For the most part, no one scanned your email to find out the last time you bought shoes, or if you were shopping for car insurance, or if you'd recently been shopping for gifts for a family member's new baby. No one was taking that information and selling it to vendors so they could place ads on your email lists or surprise you with additional promotional messages. His email lived solely on his computer. Once downloaded and deleted from the server, it was yours alone: you could save it, delete it, or lose it.
but what you did No We had a seemingly unlimited amount of space. In fact, it was a good idea to set your email application to automatically delete email from the server as soon as it is downloaded to your computer. Because? Because their service provided a specific amount of storage, and if you let emails pile up, that space allocation would inevitably max out, which it did. No I want it to happen. (Like when I “temporarily” set the server to not be deleted after download and forgot to change it back; after a month, I started getting phone calls from people whose emails had bounced.)

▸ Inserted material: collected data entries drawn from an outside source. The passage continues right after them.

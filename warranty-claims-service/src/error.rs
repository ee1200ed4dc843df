use graph_flow::GraphError;
use thiserror::Error;

use crate::models::StageName;

/// Errors that abort a batch run
#[derive(Error, Debug)]
pub enum PipelineError {
    #[error("Claim {index} failed: {source}")]
    ClaimFailed {
        /// 1-based position of the claim in the batch
        index: usize,
        #[source]
        source: GraphError,
    },

    #[error("Claim {index} finished without a decision")]
    MissingDecision { index: usize },
}

impl PipelineError {
    /// Stage whose failure aborted the batch, if known
    pub fn stage(&self) -> Option<StageName> {
        match self {
            PipelineError::ClaimFailed { source, .. } => {
                source.task_id().and_then(StageName::from_task_id)
            }
            PipelineError::MissingDecision { .. } => None,
        }
    }
}
use async_trait::async_trait;
use graph_flow::{NextAction, Result, Task, TaskResult};
use std::sync::Arc;
use tracing::info;

use crate::models::{Claim, ClaimState, StageName, TraceEntry};
use crate::policy::PolicyDocument;
use crate::reasoning::ReasoningClient;

use super::types::{NO_ISSUES, OnFailure, RECOVERED_REPLY};
use super::utils::{ask, handle_failure};

fn build_prompt(policy: &str, claim: &Claim, fraud_score: f64) -> String {
    format!(
        r#"You are tasked with collecting evidence for claim review.
Policy manual:
{policy}

Claim details:
{details}
Fraud score: {fraud_score}

Compare claim against the policy manual and fraud indicators.
List any red flags or violations found. If none, say "{NO_ISSUES}"."#,
        details = claim.details(),
    )
}

/// Collects red flags and policy violations for the claim
pub struct EvidenceCollectionTask {
    policy: PolicyDocument,
    reasoning: Arc<dyn ReasoningClient>,
    on_failure: OnFailure,
}

impl EvidenceCollectionTask {
    pub const ON_FAILURE: OnFailure = OnFailure::Propagate;

    pub fn new(policy: PolicyDocument, reasoning: Arc<dyn ReasoningClient>) -> Self {
        Self {
            policy,
            reasoning,
            on_failure: Self::ON_FAILURE,
        }
    }

    pub fn with_on_failure(mut self, on_failure: OnFailure) -> Self {
        self.on_failure = on_failure;
        self
    }

    pub fn on_failure(&self) -> OnFailure {
        self.on_failure
    }
}

#[async_trait]
impl Task<ClaimState> for EvidenceCollectionTask {
    fn id(&self) -> &str {
        StageName::EvidenceCollection.as_str()
    }

    async fn run(&self, state: ClaimState) -> Result<TaskResult<ClaimState>> {
        let prompt = build_prompt(self.policy.text(), &state.claim, state.fraud_score);

        let reply = ask(self.reasoning.as_ref(), StageName::EvidenceCollection, &prompt).await;
        let evidence = handle_failure(self.on_failure, StageName::EvidenceCollection, reply)?
            .unwrap_or_else(|| RECOVERED_REPLY.to_string());

        info!(
            stage = %StageName::EvidenceCollection,
            no_issues = evidence == NO_ISSUES,
            "Evidence collection complete"
        );

        let state = ClaimState {
            evidence: evidence.clone(),
            ..state
        }
        .record(TraceEntry::new(StageName::EvidenceCollection, prompt, evidence));

        Ok(TaskResult::new(state, NextAction::Continue))
    }
}
/// Claim `model` substring that marks a four-wheeler
pub const FOUR_WHEELER_MARKER: &str = "Four-Wheeler";

pub const COVERED_BY_POLICY: &str = "Covered by policy";
pub const NOT_COVERED_BY_POLICY: &str = "Not covered by policy";

/// Evidence reply the prompt asks for when nothing is wrong
pub const NO_ISSUES: &str = "No issues";

/// Score used when the fraud scoring reply is not a usable number
pub const NEUTRAL_FRAUD_SCORE: f64 = 0.5;

/// Prompt recorded in the trace when the decision came from the rule-based fallback
pub const RULE_BASED_FALLBACK_PROMPT: &str = "(rule-based fallback)";

/// Stored as a stage's output when its failed reasoning call was recovered
pub const RECOVERED_REPLY: &str = "(reasoning call failed)";

/// What a stage does when its reasoning call itself fails
#[derive(Debug, Clone, Copy, PartialEq, Eq)]
pub enum OnFailure {
    /// Fail the task; the batch policy decides what happens to the claim
    Propagate,
    /// Handle the failure inside the stage
    Recover,
}

#[derive(Debug, Clone, Copy, PartialEq, Eq)]
pub enum VehicleType {
    FourWheeler,
    TwoWheeler,
}

impl VehicleType {
    pub fn as_str(&self) -> &'static str {
        match self {
            VehicleType::FourWheeler => "Four-Wheeler",
            VehicleType::TwoWheeler => "Two-Wheeler",
        }
    }
}
use anyhow::Context as _;
use clap::Parser;
use std::path::PathBuf;
use std::sync::Arc;
use tracing::info;
use tracing_subscriber::{layer::SubscriberExt, util::SubscriberInitExt};

use warranty_claims_service::batch::{load_claims, save_outcomes, write_outcomes};
use warranty_claims_service::policy::PdfiumTextExtractor;
use warranty_claims_service::{
    ClaimPipeline, FailurePolicy, LogProgress, PolicyDocument, RigReasoningClient,
    ServiceConfig,
};

#[derive(Parser)]
#[command(name = "warranty-claims")]
#[command(about = "Adjudicate a batch of warranty claims with an LLM-driven review pipeline")]
struct Cli {
    /// Claims file: a JSON array of objects or JSON Lines
    input: PathBuf,

    /// Where to write the results (stdout when omitted)
    #[arg(short, long)]
    output: Option<PathBuf>,

    /// Record failing claims and keep going instead of aborting the batch
    #[arg(long)]
    isolate_failures: bool,

    /// Policy manual PDF (overrides POLICY_PDF_PATH)
    #[arg(long)]
    policy_pdf: Option<PathBuf>,

    /// Model name (overrides LLM_MODEL)
    #[arg(long)]
    model: Option<String>,
}

/// Initialize tracing; LOG_FORMAT=pretty for development, JSON otherwise
fn init_tracing() {
    let log_format = std::env::var("LOG_FORMAT").unwrap_or_else(|_| "json".to_string());
    let env_filter = tracing_subscriber::EnvFilter::try_from_default_env()
        .unwrap_or_else(|_| "warranty_claims_service=debug,graph_flow=debug".into());

    match log_format.as_str() {
        "pretty" => {
            tracing_subscriber::registry()
                .with(env_filter)
                .with(tracing_subscriber::fmt::layer().pretty().with_writer(std::io::stderr))
                .init();
        }
        _ => {
            tracing_subscriber::registry()
                .with(env_filter)
                .with(
                    tracing_subscriber::fmt::layer()
                        .json()
                        .with_target(true)
                        .with_level(true)
                        .with_writer(std::io::stderr),
                )
                .init();
        }
    }
}

#[tokio::main]
async fn main() -> anyhow::Result<()> {
    dotenvy::dotenv().ok();
    init_tracing();

    let cli = Cli::parse();

    let mut config = ServiceConfig::from_env()?;
    if let Some(path) = cli.policy_pdf {
        config.policy_pdf_path = path;
    }
    if let Some(model) = cli.model {
        config.llm.model = model;
    }
    if cli.isolate_failures {
        config.failure_policy = FailurePolicy::IsolateClaim;
    }

    info!(
        provider = ?config.llm.provider,
        model = %config.llm.model,
        failure_policy = ?config.failure_policy,
        "Configuration loaded"
    );

    let pdf_path = config.policy_pdf_path.clone();
    let policy_text = config.policy_text.clone();
    let policy = tokio::task::spawn_blocking(move || {
        PolicyDocument::resolve(&pdf_path, policy_text.as_deref(), &PdfiumTextExtractor)
    })
    .await
    .context("Policy resolution task panicked")?;
    info!(source = ?policy.source(), characters = policy.text().len(), "Policy document ready");

    let claims = load_claims(&cli.input)?;
    info!(claims = claims.len(), input = %cli.input.display(), "Claims loaded");

    let reasoning = Arc::new(RigReasoningClient::from_config(&config.llm));
    let pipeline = ClaimPipeline::new(policy, reasoning).with_failure_policy(config.failure_policy);

    let outcomes = pipeline.process_claims(claims, &LogProgress).await?;

    match &cli.output {
        Some(path) => {
            save_outcomes(&outcomes, path)?;
            info!(output = %path.display(), "Results written");
        }
        None => write_outcomes(&outcomes, std::io::stdout().lock())?,
    }

    Ok(())
}
use async_trait::async_trait;
use graph_flow::{NextAction, Result, Task, TaskResult};
use std::sync::Arc;
use tracing::{info, warn};

use crate::models::{ClaimState, Decision, StageName, TraceEntry};
use crate::parsing::{DecisionParser, FallbackRules, ParsedDecision};
use crate::policy::PolicyDocument;
use crate::reasoning::ReasoningClient;

use super::types::{NOT_COVERED_BY_POLICY, OnFailure, RULE_BASED_FALLBACK_PROMPT};
use super::utils::{ask, handle_failure};

fn build_prompt(policy: &str, state: &ClaimState) -> String {
    let approve = Decision::Approve.label();
    let reject = Decision::Reject.label();
    let escalate = Decision::Escalate.label();

    format!(
        r#"You are a warranty adjudicator. Given the following information about a warranty claim, choose one of three actions: "{approve}", "{reject}", or "{escalate}" (human-in-the-loop for manual review).

Provide your answer as a single decision on the first line, and then a short (1-2 sentence) justification on the following line.

Policy manual (for reference):
{policy}

Claim details: {details}

Policy check result: {policy_check}
Fraud score (0-1): {fraud_score}
Evidence / red flags found: {evidence}

Important: If the policy_check indicates the claim is "{NOT_COVERED_BY_POLICY}" or the evidence highlights a direct policy violation (e.g., part not covered), prefer "{reject}" unless strong justification exists to approve. If the evidence is ambiguous, but fraud score is moderately high (>0.5), choose "{escalate}"."#,
        details = state.claim.details(),
        policy_check = state.policy_check,
        fraud_score = state.fraud_score,
        evidence = state.evidence,
    )
}

/// Final adjudication. The reasoning step is asked first; when its call fails
/// or its first line names no decision, [`FallbackRules`] decide instead.
/// Either way exactly one trace entry is recorded.
pub struct DecisionTask {
    policy: PolicyDocument,
    reasoning: Arc<dyn ReasoningClient>,
    parser: DecisionParser,
    fallback: FallbackRules,
    on_failure: OnFailure,
}

impl DecisionTask {
    pub const ON_FAILURE: OnFailure = OnFailure::Recover;

    pub fn new(policy: PolicyDocument, reasoning: Arc<dyn ReasoningClient>) -> Self {
        Self {
            policy,
            reasoning,
            parser: DecisionParser::default(),
            fallback: FallbackRules::default(),
            on_failure: Self::ON_FAILURE,
        }
    }

    pub fn with_on_failure(mut self, on_failure: OnFailure) -> Self {
        self.on_failure = on_failure;
        self
    }

    pub fn on_failure(&self) -> OnFailure {
        self.on_failure
    }

    pub fn with_parser(mut self, parser: DecisionParser) -> Self {
        self.parser = parser;
        self
    }

    pub fn with_fallback(mut self, fallback: FallbackRules) -> Self {
        self.fallback = fallback;
        self
    }
}

#[async_trait]
impl Task<ClaimState> for DecisionTask {
    fn id(&self) -> &str {
        StageName::Decision.as_str()
    }

    async fn run(&self, state: ClaimState) -> Result<TaskResult<ClaimState>> {
        let prompt = build_prompt(self.policy.text(), &state);

        let reply = ask(self.reasoning.as_ref(), StageName::Decision, &prompt).await;
        let parsed = match handle_failure(self.on_failure, StageName::Decision, reply)? {
            Some(response) => match self.parser.parse(&response) {
                ParsedDecision::Matched(decision) => Some((decision, response)),
                ParsedDecision::Unparsed => {
                    warn!(stage = %StageName::Decision, response = %response, "Decision reply not recognised");
                    None
                }
            },
            None => None,
        };

        let (decision, entry) = match parsed {
            Some((decision, response)) => (
                decision,
                TraceEntry::new(StageName::Decision, prompt, response),
            ),
            None => {
                let decision = self.fallback.decide(&state.policy_check, state.fraud_score);
                info!(stage = %StageName::Decision, decision = %decision, "Using rule-based fallback");
                (
                    decision,
                    TraceEntry::new(StageName::Decision, RULE_BASED_FALLBACK_PROMPT, decision.label()),
                )
            }
        };

        info!(stage = %StageName::Decision, decision = %decision, "Decision complete");

        let state = ClaimState {
            decision: Some(decision),
            ..state
        }
        .record(entry);

        Ok(TaskResult::new_with_status(
            state,
            NextAction::End,
            Some(format!("Claim adjudicated: {decision}")),
        ))
    }
}

#[cfg(test)]
mod tests {
    use super::*;
    use crate::models::Claim;

    #[test]
    fn test_prompt_lists_labels_and_prior_outputs() {
        let mut state = ClaimState::new(Claim::default());
        state.policy_check = "Covered by policy".into();
        state.fraud_score = 0.7;
        state.evidence = "Odometer rollback suspected".into();

        let prompt = build_prompt("manual", &state);

        assert!(prompt.contains(r#""Approve claim", "Reject claim", or "Escalate to HITL""#));
        assert!(prompt.contains("Policy check result: Covered by policy"));
        assert!(prompt.contains("Fraud score (0-1): 0.7"));
        assert!(prompt.contains("Evidence / red flags found: Odometer rollback suspected"));
    }
}
use std::collections::HashMap;
use std::sync::Arc;

use tracing::debug;

use crate::{
    error::{GraphError, Result},
    task::{NextAction, Task},
};

/// Upper bound on tasks executed by a single [`Graph::execute`] call
pub const DEFAULT_MAX_STEPS: usize = 64;

/// Edge between tasks in the graph
#[derive(Debug, Clone)]
pub struct Edge {
    pub from: String,
    pub to: String,
}

/// A graph of tasks that are executed over a state of type `S`
pub struct Graph<S: Send + 'static> {
    pub id: String,
    tasks: HashMap<String, Arc<dyn Task<S>>>,
    edges: Vec<Edge>,
    start_task_id: Option<String>,
    max_steps: usize,
}

impl<S: Send + 'static> Graph<S> {
    pub fn new(id: impl Into<String>) -> Self {
        Self {
            id: id.into(),
            tasks: HashMap::new(),
            edges: Vec::new(),
            start_task_id: None,
            max_steps: DEFAULT_MAX_STEPS,
        }
    }

    /// Add a task to the graph. The first task added becomes the start task.
    pub fn add_task(&mut self, task: Arc<dyn Task<S>>) -> &mut Self {
        let task_id = task.id().to_string();
        if self.tasks.is_empty() {
            self.start_task_id = Some(task_id.clone());
        }
        self.tasks.insert(task_id, task);
        self
    }

    /// Add an edge between tasks
    pub fn add_edge(&mut self, from: impl Into<String>, to: impl Into<String>) -> &mut Self {
        self.edges.push(Edge {
            from: from.into(),
            to: to.into(),
        });
        self
    }

    /// Run the graph from its start task until a task ends it or no edge
    /// leads further. The state returned by each task is handed to the next.
    pub async fn execute(&self, state: S) -> Result<ExecutionResult<S>> {
        let mut task_id = self
            .start_task_id
            .clone()
            .ok_or_else(|| GraphError::NoStartTask(self.id.clone()))?;
        let mut state = state;
        let mut visited = Vec::new();

        loop {
            if visited.len() >= self.max_steps {
                return Err(GraphError::StepLimitExceeded(self.max_steps));
            }

            let task = self
                .get_task(&task_id)
                .ok_or_else(|| GraphError::TaskNotFound(task_id.clone()))?;

            debug!(graph_id = %self.id, task_id = %task_id, "Executing task");
            let result = task.run(state).await?;
            state = result.state;
            visited.push(task_id.clone());

            if let Some(status) = &result.status_message {
                debug!(graph_id = %self.id, task_id = %task_id, status = %status, "Task finished");
            }

            match result.next_action {
                NextAction::End => break,
                NextAction::Continue => match self.find_next_task(&task_id) {
                    Some(next_task_id) => task_id = next_task_id,
                    None => break,
                },
            }
        }

        Ok(ExecutionResult { state, visited })
    }

    /// Find the next task along the first outgoing edge
    pub fn find_next_task(&self, current_task_id: &str) -> Option<String> {
        self.edges
            .iter()
            .find(|edge| edge.from == current_task_id)
            .map(|edge| edge.to.clone())
    }

    /// Get the start task ID
    pub fn start_task_id(&self) -> Option<&str> {
        self.start_task_id.as_deref()
    }

    /// Get a task by ID
    pub fn get_task(&self, task_id: &str) -> Option<Arc<dyn Task<S>>> {
        self.tasks.get(task_id).cloned()
    }
}

/// Builder for creating graphs
pub struct GraphBuilder<S: Send + 'static> {
    graph: Graph<S>,
}

impl<S: Send + 'static> GraphBuilder<S> {
    pub fn new(id: impl Into<String>) -> Self {
        Self {
            graph: Graph::new(id),
        }
    }

    pub fn add_task(mut self, task: Arc<dyn Task<S>>) -> Self {
        self.graph.add_task(task);
        self
    }

    pub fn add_edge(mut self, from: impl Into<String>, to: impl Into<String>) -> Self {
        self.graph.add_edge(from, to);
        self
    }

    pub fn max_steps(mut self, max_steps: usize) -> Self {
        self.graph.max_steps = max_steps;
        self
    }

    pub fn build(self) -> Graph<S> {
        self.graph
    }
}

/// Outcome of a completed graph execution
#[derive(Debug, Clone)]
pub struct ExecutionResult<S> {
    /// Final state after the last task
    pub state: S,
    /// Ids of the tasks that ran, in execution order
    pub visited: Vec<String>,
}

Was this a bad thing? Not necessarily. Because if you're a hoarder like me, this is a great way to keep that tendency in check. Not to mention, it encouraged making immediate decisions about what was worth saving and what wasn't, rather than letting it sit in what amounted to a virtual basement, to be re-examined one day.
On the other hand…
Of course, there are reasons why Gmail and other cloud-based email services have done so well, even outside of the increased amount of storage. Ease of access is one of the main ones. Having several years of emails available to consult at any time is really convenient.
For example, inspired while writing this article, I started going through some of the emails I exchanged with my mother, who died last December, and immediately found one from 2016 in which she asked me how a document could be faxed to her using your printer. My response at that time:
That said, if I had the choice, I would have people email documents instead of faxing them. Not only is it much easier, but it also means we always have a copy in your email that we can search for if the hard copy goes missing.

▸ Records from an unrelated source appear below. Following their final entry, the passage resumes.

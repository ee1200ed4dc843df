//! Service configuration, read from environment variables.
//!
//! | variable            | meaning                                        |
//! |---------------------|------------------------------------------------|
//! | `LLM_PROVIDER`      | `openrouter` or `groq`; see below              |
//! | `OPENROUTER_API_KEY`| key for the OpenRouter provider                |
//! | `GROQ_API_KEY`      | key for the Groq provider                      |
//! | `LLM_MODEL`         | model name (`GROQ_MODEL` is honoured for groq) |
//! | `LLM_TIMEOUT_SECS`  | optional per-call timeout                      |
//! | `POLICY_PDF_PATH`   | policy manual PDF                              |
//! | `POLICY_TEXT`       | policy text used when the PDF is unavailable   |
//! | `FAILURE_POLICY`    | `abort` (default) or `isolate`                 |
//!
//! Without `LLM_PROVIDER`, Groq is picked when only `GROQ_API_KEY` is set and
//! OpenRouter otherwise.

use std::path::PathBuf;
use std::str::FromStr;
use std::time::Duration;
use thiserror::Error;

use crate::workflow::FailurePolicy;

pub const DEFAULT_POLICY_PDF_PATH: &str = "data/AutoDrive_Warranty_Policy_2025.pdf";
pub const DEFAULT_OPENROUTER_MODEL: &str = "openai/gpt-4o-mini";
pub const DEFAULT_GROQ_MODEL: &str = "llama-3.3-70b-versatile";

#[derive(Error, Debug, PartialEq, Eq)]
pub enum ConfigError {
    #[error("{0} not set")]
    MissingVar(&'static str),

    #[error("Invalid value for {name}: {value}")]
    InvalidValue { name: &'static str, value: String },
}

#[derive(Debug, Clone, Copy, PartialEq, Eq)]
pub enum LlmProvider {
    OpenRouter,
    Groq,
}

impl LlmProvider {
    fn api_key_var(&self) -> &'static str {
        match self {
            LlmProvider::OpenRouter => "OPENROUTER_API_KEY",
            LlmProvider::Groq => "GROQ_API_KEY",
        }
    }

    fn default_model(&self) -> &'static str {
        match self {
            LlmProvider::OpenRouter => DEFAULT_OPENROUTER_MODEL,
            LlmProvider::Groq => DEFAULT_GROQ_MODEL,
        }
    }
}

impl FromStr for LlmProvider {
    type Err = ConfigError;

    fn from_str(s: &str) -> Result<Self, Self::Err> {
        match s.trim().to_ascii_lowercase().as_str() {
            "openrouter" => Ok(LlmProvider::OpenRouter),
            "groq" => Ok(LlmProvider::Groq),
            _ => Err(ConfigError::InvalidValue {
                name: "LLM_PROVIDER",
                value: s.to_string(),
            }),
        }
    }
}

#[derive(Debug, Clone)]
pub struct LlmConfig {
    pub provider: LlmProvider,
    pub api_key: String,
    pub model: String,
    pub timeout: Option<Duration>,
}

#[derive(Debug, Clone)]
pub struct ServiceConfig {
    pub llm: LlmConfig,
    pub policy_pdf_path: PathBuf,
    pub policy_text: Option<String>,
    pub failure_policy: FailurePolicy,
}

impl ServiceConfig {
    pub fn from_env() -> Result<Self, ConfigError> {
        Self::from_lookup(|key| std::env::var(key).ok())
    }

    /// Build the configuration from any key lookup. Empty values count as unset.
    pub fn from_lookup(lookup: impl Fn(&str) -> Option<String>) -> Result<Self, ConfigError> {
        let get = |key: &str| lookup(key).filter(|value| !value.trim().is_empty());

        let provider = match get("LLM_PROVIDER") {
            Some(value) => value.parse()?,
            None if get("OPENROUTER_API_KEY").is_none() && get("GROQ_API_KEY").is_some() => {
                LlmProvider::Groq
            }
            None => LlmProvider::OpenRouter,
        };

        let api_key_var = provider.api_key_var();
        let api_key = get(api_key_var).ok_or(ConfigError::MissingVar(api_key_var))?;

        let model = get("LLM_MODEL")
            .or_else(|| match provider {
                LlmProvider::Groq => get("GROQ_MODEL"),
                LlmProvider::OpenRouter => None,
            })
            .unwrap_or_else(|| provider.default_model().to_string());

        let timeout = get("LLM_TIMEOUT_SECS")
            .map(|value| {
                value
                    .trim()
                    .parse::<u64>()
                    .map(Duration::from_secs)
                    .map_err(|_| ConfigError::InvalidValue {
                        name: "LLM_TIMEOUT_SECS",
                        value,
                    })
            })
            .transpose()?;

        let failure_policy = match get("FAILURE_POLICY") {
            Some(value) => value.parse()?,
            None => FailurePolicy::default(),
        };

        Ok(Self {
            llm: LlmConfig {
                provider,
                api_key,
                model,
                timeout,
            },
            policy_pdf_path: get("POLICY_PDF_PATH")
                .map(PathBuf::from)
                .unwrap_or_else(|| PathBuf::from(DEFAULT_POLICY_PDF_PATH)),
            policy_text: get("POLICY_TEXT"),
            failure_policy,
        })
    }
}

#[cfg(test)]
mod tests {
    use super::*;
    use std::collections::HashMap;

    fn lookup(pairs: &[(&str, &str)]) -> impl Fn(&str) -> Option<String> {
        let vars: HashMap<String, String> = pairs
            .iter()
            .map(|(k, v)| (k.to_string(), v.to_string()))
            .collect();
        move |key| vars.get(key).cloned()
    }

    #[test]
    fn test_defaults_to_openrouter() {
        let config = ServiceConfig::from_lookup(lookup(&[("OPENROUTER_API_KEY", "sk-test")])).unwrap();

        assert_eq!(config.llm.provider, LlmProvider::OpenRouter);
        assert_eq!(config.llm.model, DEFAULT_OPENROUTER_MODEL);
        assert_eq!(config.llm.timeout, None);
        assert_eq!(config.policy_pdf_path, PathBuf::from(DEFAULT_POLICY_PDF_PATH));
        assert_eq!(config.policy_text, None);
        assert_eq!(config.failure_policy, FailurePolicy::AbortBatch);
    }

    #[test]
    fn test_groq_uses_groq_model() {
        let config = ServiceConfig::from_lookup(lookup(&[
            ("LLM_PROVIDER", "Groq"),
            ("GROQ_API_KEY", "gsk-test"),
            ("GROQ_MODEL", "mixtral-8x7b"),
            ("LLM_TIMEOUT_SECS", "30"),
            ("FAILURE_POLICY", "isolate"),
        ]))
        .unwrap();

        assert_eq!(config.llm.provider, LlmProvider::Groq);
        assert_eq!(config.llm.model, "mixtral-8x7b");
        assert_eq!(config.llm.timeout, Some(Duration::from_secs(30)));
        assert_eq!(config.failure_policy, FailurePolicy::IsolateClaim);
    }

    #[test]
    fn test_missing_key_is_reported() {
        let err = ServiceConfig::from_lookup(lookup(&[("LLM_PROVIDER", "groq")])).unwrap_err();
        assert_eq!(err, ConfigError::MissingVar("GROQ_API_KEY"));
    }

    #[test]
    fn test_blank_policy_text_counts_as_unset() {
        let config = ServiceConfig::from_lookup(lookup(&[
            ("OPENROUTER_API_KEY", "sk-test"),
            ("POLICY_TEXT", "   "),
        ]))
        .unwrap();
        assert_eq!(config.policy_text, None);
    }

    #[test]
    fn test_groq_key_alone_selects_groq() {
        let config = ServiceConfig::from_lookup(lookup(&[
            ("GROQ_API_KEY", "gsk-test"),
            ("GROQ_MODEL", "llama-3.1-8b-instant"),
        ]))
        .unwrap();

        assert_eq!(config.llm.provider, LlmProvider::Groq);
        assert_eq!(config.llm.api_key, "gsk-test");
        assert_eq!(config.llm.model, "llama-3.1-8b-instant");
    }

    #[test]
    fn test_both_keys_keep_openrouter_default() {
        let config = ServiceConfig::from_lookup(lookup(&[
            ("OPENROUTER_API_KEY", "sk-test"),
            ("GROQ_API_KEY", "gsk-test"),
        ]))
        .unwrap();
        assert_eq!(config.llm.provider, LlmProvider::OpenRouter);
    }

    #[test]
    fn test_invalid_timeout() {
        let err = ServiceConfig::from_lookup(lookup(&[
            ("OPENROUTER_API_KEY", "sk-test"),
            ("LLM_TIMEOUT_SECS", "soon"),
        ]))
        .unwrap_err();
        assert!(matches!(err, ConfigError::InvalidValue { name: "LLM_TIMEOUT_SECS", .. }));
    }
}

This is how I can now quickly find emails from friends, family and colleagues about upcoming meetings, previous trips taken or that book I promised to lend to someone many years ago. (Not to mention, at that point, it would have taken hours of explaining and frustration to try to explain to my mother the process of using her printer to receive a fax.)
There are other emails from and to her that have more emotional content that I am very happy to revisit. (And yes, I also make sure I have backed up my Gmail account, just in case.) However, if I wanted to look for my dad's emails, I'd have to start looking through some of those hard drives on my shelf. – because he died in 2001, so all the emails we exchanged are there. Somewhere.

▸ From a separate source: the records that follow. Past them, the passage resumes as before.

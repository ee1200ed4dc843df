pub mod batch;
pub mod config;
pub mod error;
pub mod models;
pub mod parsing;
pub mod policy;
pub mod reasoning;
pub mod tasks;
pub mod workflow;

pub use config::{ConfigError, LlmConfig, LlmProvider, ServiceConfig};
pub use error::PipelineError;
pub use models::*;
pub use policy::{PolicyDocument, PolicySource};
pub use reasoning::{ReasoningClient, ReasoningError, ReasoningResponse, RigReasoningClient};
pub use workflow::{
    BatchSummary, ClaimPipeline, FailurePolicy, LogProgress, NoopProgress, ProgressObserver,
    build_claim_workflow,
};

So while I can occasionally remember how I handled email before Gmail, I have to admit that searching for my mom's emails took me maybe two minutes; Finding the hard drive that has my dad's emails, plugging it in, and doing a search would take a while. batch more extensive. In fact, once you've found your messages, wouldn't it make sense to upload them to cloud storage to make them more accessible to other family members, although that will also make them less private? It's a dilemma.
Some of my peers (those who can also remember a time before Gmail) will probably laugh at the idea that, even for a second, I would like to go back to the way things were. But I can't help but occasionally glance at that shelf in my office and wonder what treasures those hard drives contain: treasures that Google, Apple, or any of the other current cloud email providers will never see. They are and will remain mine alone.